Die Parylene-Beschichtung ist biologisch abbaubar sowie chemisch und elektrisch unbedenklich. Die FDA hat sie als biologischen Stoff zugelassen, der zur langfristigen Verwendung in den Körper eingebracht werden darf.

Einige medizinische Geräte enthalten elektrische Bauteile, die sorgfältig geschützt werden müssen. Diese elektrischen Bauteile sind winzig und zu leicht, um sie einzutauchen, zu besprühen oder zu lackieren.
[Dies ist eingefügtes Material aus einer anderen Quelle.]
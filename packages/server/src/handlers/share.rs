use axum::Json;
use axum::extract::{DefaultBodyLimit, Multipart, Path, State};
use common::registry::ShareRegistry;
use common::storage::BlobStore;
use common::{Category, FileEntry, ShareId, ShareRecord, guess_category};
use tracing::instrument;

use crate::error::{AppError, ErrorBody};
use crate::models::share::{FileMetaInput, ResolveResponse, ResolvedFile, UploadResponse};
use crate::state::AppState;

pub fn upload_body_limit() -> DefaultBodyLimit {
    DefaultBodyLimit::max(256 * 1024 * 1024) // whole batch
}

/// One file taken out of the multipart body.
pub struct UploadFile {
    pub original_name: String,
    pub data: Vec<u8>,
}

#[utoipa::path(
    post,
    path = "/upload",
    tag = "Share",
    operation_id = "uploadShare",
    summary = "Upload meshes and mint a share link",
    description = "Accepts one or more `files` multipart parts plus an optional `meta` part \
        (JSON array of `{originalName, category}`, aligned by filename). All files are stored \
        and a new immutable share record is created; on any storage failure the whole batch \
        is rolled back.",
    request_body(content_type = "multipart/form-data", description = "Mesh files with optional metadata"),
    responses(
        (status = 200, description = "Share created", body = UploadResponse),
        (status = 400, description = "No files, empty file or malformed meta (VALIDATION_ERROR)", body = ErrorBody),
        (status = 500, description = "Storage failure, batch rolled back (STORAGE_ERROR)", body = ErrorBody),
    ),
)]
#[instrument(skip(state, multipart))]
pub async fn upload_share(
    State(state): State<AppState>,
    mut multipart: Multipart,
) -> Result<Json<UploadResponse>, AppError> {
    let mut files: Vec<UploadFile> = Vec::new();
    let mut meta_raw: Option<String> = None;

    while let Some(field) = multipart
        .next_field()
        .await
        .map_err(|e| AppError::Validation(format!("Multipart error: {e}")))?
    {
        match field.name() {
            Some("files") => {
                let original_name = field
                    .file_name()
                    .map(|s| s.to_string())
                    .ok_or_else(|| {
                        AppError::Validation("file part must have a filename".into())
                    })?;
                let data = field
                    .bytes()
                    .await
                    .map_err(|e| AppError::Validation(format!("Upload read error: {e}")))?;
                files.push(UploadFile {
                    original_name,
                    data: data.to_vec(),
                });
            }
            Some("meta") => {
                let text = field
                    .text()
                    .await
                    .map_err(|e| AppError::Validation(format!("Failed to read meta: {e}")))?;
                meta_raw = Some(text);
            }
            _ => {} // Ignore unknown fields.
        }
    }

    let share_id = process_upload(
        &*state.blob_store,
        &*state.registry,
        files,
        meta_raw.as_deref(),
    )
    .await?;

    Ok(Json(UploadResponse {
        share_id: share_id.to_hex(),
    }))
}

/// The upload pipeline: validate the batch, store every blob, mint the record.
///
/// All-or-nothing at request granularity: a failed write (or a failed record
/// create) deletes every blob this request already stored before the error is
/// returned, so no orphaned blobs outlive a failed call.
pub async fn process_upload(
    blob_store: &dyn BlobStore,
    registry: &dyn ShareRegistry,
    files: Vec<UploadFile>,
    meta_raw: Option<&str>,
) -> Result<ShareId, AppError> {
    if files.is_empty() {
        return Err(AppError::Validation("no files provided".into()));
    }
    for file in &files {
        if file.data.is_empty() {
            return Err(AppError::Validation(format!(
                "file '{}' is empty",
                file.original_name
            )));
        }
    }

    let meta = parse_meta(meta_raw)?;

    let mut entries: Vec<FileEntry> = Vec::with_capacity(files.len());
    for file in &files {
        match blob_store.put(&file.data, &file.original_name).await {
            Ok(storage_name) => entries.push(FileEntry {
                storage_name,
                original_name: file.original_name.clone(),
                category: category_for(&file.original_name, &meta),
            }),
            Err(e) => {
                rollback(blob_store, &entries).await;
                return Err(e.into());
            }
        }
    }

    let share_id = ShareId::generate();
    let record = ShareRecord::new(share_id, entries)
        .ok_or_else(|| AppError::Internal("empty record after validation".into()))?;

    if let Err(e) = registry.create(&record).await {
        rollback(blob_store, &record.files).await;
        return Err(e.into());
    }

    tracing::info!(share_id = %share_id, files = record.files.len(), "share created");
    Ok(share_id)
}

fn parse_meta(raw: Option<&str>) -> Result<Vec<FileMetaInput>, AppError> {
    match raw {
        None => Ok(Vec::new()),
        Some(text) => serde_json::from_str(text)
            .map_err(|e| AppError::Validation(format!("unparsable meta: {e}"))),
    }
}

/// Explicit metadata wins; the filename heuristic is only a default.
fn category_for(original_name: &str, meta: &[FileMetaInput]) -> Option<Category> {
    meta.iter()
        .find(|m| m.original_name == original_name)
        .and_then(|m| m.category)
        .or_else(|| guess_category(original_name))
}

/// Best-effort deletion of blobs written by a failed request.
async fn rollback(blob_store: &dyn BlobStore, entries: &[FileEntry]) {
    for entry in entries {
        if let Err(e) = blob_store.delete(&entry.storage_name).await {
            tracing::warn!(
                "rollback failed to delete blob {}: {e}",
                entry.storage_name
            );
        }
    }
}

#[utoipa::path(
    get,
    path = "/{id}",
    tag = "Share",
    operation_id = "resolveShare",
    summary = "Resolve a share link",
    description = "Returns the shared files in upload order, each with a publicly fetchable \
        URL and its display metadata. Share records are immutable, so repeated calls return \
        identical content.",
    params(("id" = String, Path, description = "Share token")),
    responses(
        (status = 200, description = "Resolved file list", body = ResolveResponse),
        (status = 400, description = "Malformed share token (VALIDATION_ERROR)", body = ErrorBody),
        (status = 404, description = "Unknown share token (NOT_FOUND)", body = ErrorBody),
    ),
)]
#[instrument(skip(state))]
pub async fn resolve_share(
    State(state): State<AppState>,
    Path(id): Path<String>,
) -> Result<Json<ResolveResponse>, AppError> {
    let share_id = ShareId::from_hex(&id)
        .map_err(|e| AppError::Validation(format!("invalid share id: {e}")))?;

    let record = state
        .registry
        .get(&share_id)
        .await?
        .ok_or_else(|| AppError::NotFound("share not found".into()))?;

    let files = record
        .files
        .iter()
        .map(|entry| ResolvedFile {
            url: state.blob_store.url_for(&entry.storage_name),
            original_name: entry.original_name.clone(),
            category: entry.category,
        })
        .collect();

    Ok(Json(ResolveResponse { files }))
}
Manche kleinen Geräte werden zudem durch Lufteinschlüsse, ungleichmäßige Schichtdicke und andere Faktoren beschädigt, sodass wir keine herkömmlichen Schutzbeschichtungen verwenden können.

Die Parylene-Beschichtung verdrängt aufgrund ihrer guten Oxidationsbeständigkeit, ihres geringen elektrischen Widerstands, ihres niedrigen Reibungskoeffizienten und ihrer Biokompatibilität zunehmend die TiNi-Beschichtung (Nickel-Titan) als Beschichtungsoption für biomedizinische Geräte im klinischen Einsatz im Ausland.

Typische Beispiele hierfür sind Knochennägel, Sonden, Nadeln, provisorische chirurgische Instrumente, Katheter, Bremsen, Cochlea-Implantate, Herzschrittmacher, Hirnelektroden, implantierbare Sensoren, Hochfrequenztherapien, Sensoren zur Blutanalyse, Hochfrequenzskalpelle und andere mikroelektronische medizinische Geräte.

Konformität der Parylene-Beschichtung

Parylene-Beschichtungen finden aufgrund der folgenden Eigenschaften breite Anwendung bei Medizinprodukten. 

  • Erfüllt die Anforderungen der Norm ISO 10993 für biologische Prüfungen 
  • Entspricht der FDA-Richtlinie G95-1 
  • Entspricht der Richtlinie (RoHS) 2002/95/EG 

 

Im Folgenden finden Sie einige Beispiele für Medizinprodukte, bei denen Parylene-Beschichtungen zum Einsatz kommen, sowie eine kurze Darstellung ihrer Vorteile. 

  • Herzunterstützungsgeräte – wie beispielsweise Herzschrittmacher und Präzisionselektronik in Elektroschockgeräten, mit Parylene versiegelt, um Korrosion durch biologische Flüssigkeiten zu verhindern und das Metallgehäuse zu schützen. 
  • Drucksensoren – Blutdrucksensoren, bei denen das Aufbringen einer geringen Menge Parylene für eine ausreichende Isolierung sorgt und die Eigenschaften nicht wesentlich verändert die Funktionsweise dieser Geräte. 
  • Alternative Bauteile – wie beispielsweise widerstandsfähige, künstlich hergestellte Bauteile, die mit Parylene beschichtet sind, Beseitigung von Problemen im Zusammenhang mit dem mikroskopischen Transport und Schutz vor Korrosion durch biologische Flüssigkeiten. 
  • Ultraschallwandler – Mikrosensoren zur Beobachtung der Gefäßinnenwand werden durch eine Parylene-Beschichtung vor Korrosion und Beschädigung geschützt. 
  • Knochenwachstumsstimulator – Dank Parylene lässt sich dieses Gerät von biologischen Flüssigkeiten isolieren. Menschliche Zellen können auf der Parylene-Oberfläche schnell wachsen und ein dünnes Gewebe mit derselben Struktur bilden.